Saved data entries:
-- Opening Marker --

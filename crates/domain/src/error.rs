//! Domain error types.

use event_bus::DispatchError;
use event_store::{EventStoreError, Version};
use thiserror::Error;

use crate::account::AccountError;

/// Errors that can occur during domain operations.
#[derive(Debug, Error)]
pub enum DomainError {
    /// An error occurred in the event store.
    #[error("Event store error: {0}")]
    EventStore(#[from] EventStoreError),

    /// Delivering an event to a listener failed.
    #[error("Dispatch error: {0}")]
    Dispatch(#[from] DispatchError),

    /// The aggregate has no handler registered for the event.
    #[error("Handler `{handler}` not found on {aggregate_type} for event `{event_name}`")]
    HandlerNotFound {
        aggregate_type: &'static str,
        handler: String,
        event_name: String,
    },

    /// The repository has no event store attached.
    #[error("No event store configured")]
    NoEventStoreConfigured,

    /// Aggregate not found.
    #[error("Aggregate not found: {aggregate_type} with id {aggregate_id}")]
    AggregateNotFound {
        aggregate_type: &'static str,
        aggregate_id: String,
    },

    /// The stored stream belongs to a different aggregate type.
    #[error("Aggregate {aggregate_id} is a {actual}, not a {expected}")]
    AggregateTypeMismatch {
        aggregate_id: String,
        expected: &'static str,
        actual: String,
    },

    /// Events were not applied in consecutive version order.
    #[error("Version gap in {aggregate_type} history: expected {expected}, found {actual}")]
    VersionGap {
        aggregate_type: &'static str,
        expected: Version,
        actual: Version,
    },

    /// The aggregate has no identifier to stamp onto recorded events.
    #[error("{0} has no aggregate id")]
    MissingAggregateId(&'static str),

    /// Serialization error.
    #[error("Serialization error: {0}")]
    Serialization(#[from] serde_json::Error),

    /// An error occurred in the account aggregate.
    #[error("Account error: {0}")]
    Account(#[from] AccountError),

    /// Events were committed but at least one could not be dispatched.
    ///
    /// The store is authoritative; replaying the log repairs read models.
    #[error("{failed} of {total} committed events could not be dispatched: {first_error}")]
    PartialDispatch {
        failed: usize,
        total: usize,
        first_error: DispatchError,
    },
}

/// Result type for domain operations.
pub type Result<T> = std::result::Result<T, DomainError>;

-- Closing Marker --

What to work on: Lines holding the word "total" in the records above: how many are there? Answer with the number only.

Response below: 2